- Opening Delimiter -

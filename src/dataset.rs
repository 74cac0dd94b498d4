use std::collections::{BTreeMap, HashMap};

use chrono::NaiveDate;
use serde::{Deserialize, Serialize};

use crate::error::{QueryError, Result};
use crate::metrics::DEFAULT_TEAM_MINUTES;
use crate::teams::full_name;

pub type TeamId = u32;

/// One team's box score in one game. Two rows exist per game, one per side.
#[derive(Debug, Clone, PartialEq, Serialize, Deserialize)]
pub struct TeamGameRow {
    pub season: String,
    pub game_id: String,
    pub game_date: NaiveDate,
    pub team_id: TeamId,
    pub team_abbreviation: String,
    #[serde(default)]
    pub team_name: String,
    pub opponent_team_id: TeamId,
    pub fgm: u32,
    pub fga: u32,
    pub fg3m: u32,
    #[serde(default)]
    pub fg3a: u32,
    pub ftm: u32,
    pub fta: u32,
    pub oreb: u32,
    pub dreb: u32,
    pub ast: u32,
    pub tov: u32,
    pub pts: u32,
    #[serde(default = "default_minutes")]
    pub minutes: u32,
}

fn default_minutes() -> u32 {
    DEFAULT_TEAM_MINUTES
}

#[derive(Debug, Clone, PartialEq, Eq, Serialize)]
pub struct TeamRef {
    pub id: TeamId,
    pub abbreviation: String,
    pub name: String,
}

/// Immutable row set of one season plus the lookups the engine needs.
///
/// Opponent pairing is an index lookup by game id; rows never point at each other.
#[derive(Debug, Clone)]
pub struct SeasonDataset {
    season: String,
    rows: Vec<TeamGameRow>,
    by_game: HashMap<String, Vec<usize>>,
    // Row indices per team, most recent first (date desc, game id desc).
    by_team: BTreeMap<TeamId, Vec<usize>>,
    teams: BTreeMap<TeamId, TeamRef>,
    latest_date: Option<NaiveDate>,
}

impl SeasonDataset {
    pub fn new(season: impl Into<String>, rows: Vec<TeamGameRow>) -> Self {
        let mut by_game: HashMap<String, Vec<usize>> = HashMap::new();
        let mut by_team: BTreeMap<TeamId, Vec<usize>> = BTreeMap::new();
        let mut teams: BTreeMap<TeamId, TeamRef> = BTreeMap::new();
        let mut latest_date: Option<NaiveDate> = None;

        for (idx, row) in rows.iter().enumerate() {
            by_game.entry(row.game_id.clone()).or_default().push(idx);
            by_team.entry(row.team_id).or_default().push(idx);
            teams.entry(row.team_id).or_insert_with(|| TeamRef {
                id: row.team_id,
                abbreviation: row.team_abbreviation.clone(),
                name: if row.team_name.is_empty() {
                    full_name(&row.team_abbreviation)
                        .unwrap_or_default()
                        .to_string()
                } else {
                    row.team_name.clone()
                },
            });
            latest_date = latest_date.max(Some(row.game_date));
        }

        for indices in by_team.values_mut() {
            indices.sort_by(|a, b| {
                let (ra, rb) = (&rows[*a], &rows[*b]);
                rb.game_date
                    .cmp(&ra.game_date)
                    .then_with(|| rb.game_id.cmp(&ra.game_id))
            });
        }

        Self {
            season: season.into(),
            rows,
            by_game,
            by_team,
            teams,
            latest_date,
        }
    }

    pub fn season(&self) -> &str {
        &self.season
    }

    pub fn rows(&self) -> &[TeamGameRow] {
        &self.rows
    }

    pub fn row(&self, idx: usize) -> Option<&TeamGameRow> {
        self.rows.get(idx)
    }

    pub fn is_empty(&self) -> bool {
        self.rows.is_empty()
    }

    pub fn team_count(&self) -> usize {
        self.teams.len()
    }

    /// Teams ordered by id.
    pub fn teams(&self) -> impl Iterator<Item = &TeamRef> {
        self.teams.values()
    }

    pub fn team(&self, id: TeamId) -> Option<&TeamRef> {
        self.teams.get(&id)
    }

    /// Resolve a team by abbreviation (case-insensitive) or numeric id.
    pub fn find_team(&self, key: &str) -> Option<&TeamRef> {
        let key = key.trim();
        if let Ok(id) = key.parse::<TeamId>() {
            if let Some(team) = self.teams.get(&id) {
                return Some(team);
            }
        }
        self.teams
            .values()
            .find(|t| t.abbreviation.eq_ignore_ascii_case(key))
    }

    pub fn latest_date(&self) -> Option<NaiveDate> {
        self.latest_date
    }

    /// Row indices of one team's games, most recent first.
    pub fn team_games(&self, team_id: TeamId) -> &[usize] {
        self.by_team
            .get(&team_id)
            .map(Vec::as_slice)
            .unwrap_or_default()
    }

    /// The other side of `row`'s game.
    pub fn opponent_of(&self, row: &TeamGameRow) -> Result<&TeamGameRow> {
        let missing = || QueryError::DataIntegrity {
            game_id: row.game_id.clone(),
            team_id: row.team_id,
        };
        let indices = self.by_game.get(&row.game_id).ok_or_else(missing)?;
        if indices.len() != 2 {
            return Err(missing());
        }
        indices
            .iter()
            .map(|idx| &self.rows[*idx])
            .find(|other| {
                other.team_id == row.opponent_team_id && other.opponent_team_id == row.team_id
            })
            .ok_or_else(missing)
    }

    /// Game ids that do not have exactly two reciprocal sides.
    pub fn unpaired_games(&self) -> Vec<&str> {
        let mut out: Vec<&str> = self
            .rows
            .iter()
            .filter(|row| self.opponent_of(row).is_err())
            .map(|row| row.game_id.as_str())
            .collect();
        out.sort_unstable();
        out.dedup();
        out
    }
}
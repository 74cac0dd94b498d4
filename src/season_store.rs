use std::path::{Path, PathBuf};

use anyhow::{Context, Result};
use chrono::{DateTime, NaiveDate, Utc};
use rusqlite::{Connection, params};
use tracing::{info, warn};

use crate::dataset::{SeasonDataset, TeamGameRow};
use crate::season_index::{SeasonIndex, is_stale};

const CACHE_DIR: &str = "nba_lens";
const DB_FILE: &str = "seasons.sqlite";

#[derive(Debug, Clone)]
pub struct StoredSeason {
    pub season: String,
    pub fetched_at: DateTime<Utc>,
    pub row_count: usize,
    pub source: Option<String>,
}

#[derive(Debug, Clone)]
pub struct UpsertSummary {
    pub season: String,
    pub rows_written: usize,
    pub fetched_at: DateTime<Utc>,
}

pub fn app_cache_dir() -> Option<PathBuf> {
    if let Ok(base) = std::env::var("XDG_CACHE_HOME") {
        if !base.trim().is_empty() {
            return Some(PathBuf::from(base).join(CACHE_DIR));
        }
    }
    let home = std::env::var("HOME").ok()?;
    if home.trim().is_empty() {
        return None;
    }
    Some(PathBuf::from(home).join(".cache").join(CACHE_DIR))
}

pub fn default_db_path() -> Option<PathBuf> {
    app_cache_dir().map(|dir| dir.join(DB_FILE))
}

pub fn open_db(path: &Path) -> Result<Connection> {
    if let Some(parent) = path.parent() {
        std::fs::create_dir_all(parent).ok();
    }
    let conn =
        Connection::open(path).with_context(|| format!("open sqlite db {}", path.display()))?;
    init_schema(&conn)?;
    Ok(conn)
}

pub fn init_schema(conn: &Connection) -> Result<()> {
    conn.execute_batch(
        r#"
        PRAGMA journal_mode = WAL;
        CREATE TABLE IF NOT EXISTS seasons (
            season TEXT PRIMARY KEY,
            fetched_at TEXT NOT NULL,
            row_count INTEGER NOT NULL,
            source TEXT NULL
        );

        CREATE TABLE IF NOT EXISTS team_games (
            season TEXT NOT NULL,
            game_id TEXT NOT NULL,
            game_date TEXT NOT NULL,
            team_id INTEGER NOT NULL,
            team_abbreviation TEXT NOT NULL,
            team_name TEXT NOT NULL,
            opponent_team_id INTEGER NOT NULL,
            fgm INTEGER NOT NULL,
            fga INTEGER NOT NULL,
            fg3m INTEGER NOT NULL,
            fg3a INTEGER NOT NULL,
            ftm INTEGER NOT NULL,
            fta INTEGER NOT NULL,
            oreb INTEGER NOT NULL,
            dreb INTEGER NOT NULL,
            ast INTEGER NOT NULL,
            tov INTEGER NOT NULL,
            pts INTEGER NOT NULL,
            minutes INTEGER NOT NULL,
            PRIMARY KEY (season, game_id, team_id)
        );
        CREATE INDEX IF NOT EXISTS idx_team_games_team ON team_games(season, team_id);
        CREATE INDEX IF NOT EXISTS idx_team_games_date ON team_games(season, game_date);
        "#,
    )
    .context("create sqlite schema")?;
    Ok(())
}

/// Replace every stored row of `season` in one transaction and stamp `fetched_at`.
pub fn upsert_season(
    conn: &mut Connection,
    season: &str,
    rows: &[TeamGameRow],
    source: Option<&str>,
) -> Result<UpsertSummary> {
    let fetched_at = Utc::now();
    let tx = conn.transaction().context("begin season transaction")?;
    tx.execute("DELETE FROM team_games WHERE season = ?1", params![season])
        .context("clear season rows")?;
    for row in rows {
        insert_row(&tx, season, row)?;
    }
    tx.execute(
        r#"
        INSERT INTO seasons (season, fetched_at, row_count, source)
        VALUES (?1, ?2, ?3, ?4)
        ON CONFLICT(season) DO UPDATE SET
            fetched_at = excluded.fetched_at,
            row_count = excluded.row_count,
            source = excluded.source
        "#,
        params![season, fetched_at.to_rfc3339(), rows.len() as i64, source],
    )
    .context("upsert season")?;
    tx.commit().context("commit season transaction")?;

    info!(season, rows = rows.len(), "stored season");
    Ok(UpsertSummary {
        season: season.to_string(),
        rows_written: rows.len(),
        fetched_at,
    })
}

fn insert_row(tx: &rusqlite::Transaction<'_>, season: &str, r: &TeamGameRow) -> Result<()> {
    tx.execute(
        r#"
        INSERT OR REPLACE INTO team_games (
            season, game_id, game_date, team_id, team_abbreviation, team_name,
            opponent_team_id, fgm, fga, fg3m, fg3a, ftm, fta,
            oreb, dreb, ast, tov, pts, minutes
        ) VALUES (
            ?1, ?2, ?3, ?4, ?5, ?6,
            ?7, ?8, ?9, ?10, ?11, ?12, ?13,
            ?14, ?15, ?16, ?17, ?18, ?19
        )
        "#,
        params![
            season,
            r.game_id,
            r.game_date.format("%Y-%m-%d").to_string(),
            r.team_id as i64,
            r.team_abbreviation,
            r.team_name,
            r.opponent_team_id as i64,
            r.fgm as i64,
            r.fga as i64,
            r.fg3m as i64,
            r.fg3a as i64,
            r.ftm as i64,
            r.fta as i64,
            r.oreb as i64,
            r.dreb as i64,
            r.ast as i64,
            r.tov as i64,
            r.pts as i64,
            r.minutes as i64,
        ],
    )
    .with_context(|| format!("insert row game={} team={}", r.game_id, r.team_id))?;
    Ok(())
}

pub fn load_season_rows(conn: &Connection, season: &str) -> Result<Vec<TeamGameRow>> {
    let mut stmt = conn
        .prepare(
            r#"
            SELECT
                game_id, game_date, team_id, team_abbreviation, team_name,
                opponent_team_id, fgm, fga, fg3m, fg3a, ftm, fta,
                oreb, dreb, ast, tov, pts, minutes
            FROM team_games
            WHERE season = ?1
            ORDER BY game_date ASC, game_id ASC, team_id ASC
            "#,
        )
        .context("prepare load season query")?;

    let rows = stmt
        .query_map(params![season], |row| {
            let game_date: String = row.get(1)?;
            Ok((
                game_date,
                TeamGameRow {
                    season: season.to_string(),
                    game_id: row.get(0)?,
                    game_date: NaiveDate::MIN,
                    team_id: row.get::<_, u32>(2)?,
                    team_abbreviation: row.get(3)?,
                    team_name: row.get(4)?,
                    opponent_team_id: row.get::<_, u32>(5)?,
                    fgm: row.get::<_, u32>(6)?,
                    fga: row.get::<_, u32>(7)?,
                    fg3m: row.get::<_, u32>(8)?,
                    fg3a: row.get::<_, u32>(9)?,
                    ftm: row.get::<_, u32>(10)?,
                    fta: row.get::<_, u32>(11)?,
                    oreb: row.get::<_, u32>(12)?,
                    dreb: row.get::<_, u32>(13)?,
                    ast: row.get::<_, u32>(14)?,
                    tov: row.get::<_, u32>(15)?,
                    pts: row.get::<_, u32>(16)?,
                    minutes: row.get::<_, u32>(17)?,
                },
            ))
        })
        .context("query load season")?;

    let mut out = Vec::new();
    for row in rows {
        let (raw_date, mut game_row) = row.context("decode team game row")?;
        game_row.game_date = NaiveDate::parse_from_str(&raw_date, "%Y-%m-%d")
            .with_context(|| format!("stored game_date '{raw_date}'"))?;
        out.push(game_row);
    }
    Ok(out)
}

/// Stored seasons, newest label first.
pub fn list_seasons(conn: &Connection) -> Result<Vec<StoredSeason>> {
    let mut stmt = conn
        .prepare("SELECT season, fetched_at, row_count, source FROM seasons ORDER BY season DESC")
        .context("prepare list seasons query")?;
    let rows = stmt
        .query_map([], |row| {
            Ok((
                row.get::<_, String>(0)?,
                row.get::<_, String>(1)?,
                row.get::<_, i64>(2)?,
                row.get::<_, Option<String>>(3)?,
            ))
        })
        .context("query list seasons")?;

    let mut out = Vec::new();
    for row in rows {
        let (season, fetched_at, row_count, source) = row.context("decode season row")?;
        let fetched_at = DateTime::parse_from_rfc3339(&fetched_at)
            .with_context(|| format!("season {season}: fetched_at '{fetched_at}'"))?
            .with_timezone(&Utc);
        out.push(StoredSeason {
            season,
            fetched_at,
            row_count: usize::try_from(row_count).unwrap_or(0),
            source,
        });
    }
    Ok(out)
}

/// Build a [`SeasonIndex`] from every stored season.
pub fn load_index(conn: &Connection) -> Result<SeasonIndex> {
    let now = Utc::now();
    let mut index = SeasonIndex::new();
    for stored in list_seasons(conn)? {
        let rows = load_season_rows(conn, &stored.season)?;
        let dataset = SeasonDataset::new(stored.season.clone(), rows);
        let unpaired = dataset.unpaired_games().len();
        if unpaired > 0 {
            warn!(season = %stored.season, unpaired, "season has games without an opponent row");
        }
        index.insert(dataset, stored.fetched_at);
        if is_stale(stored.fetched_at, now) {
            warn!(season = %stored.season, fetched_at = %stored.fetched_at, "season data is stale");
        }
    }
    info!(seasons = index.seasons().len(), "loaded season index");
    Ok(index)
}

- Closing Delimiter -

■ **DIRECTIONS**
Check the listing for the word "decode". Show each line that has it.

■ **SOLUTION TO THIS EXERCISE**
        let (raw_date, mut game_row) = row.context("decode team game row")?;
        let (season, fetched_at, row_count, source) = row.context("decode season row")?;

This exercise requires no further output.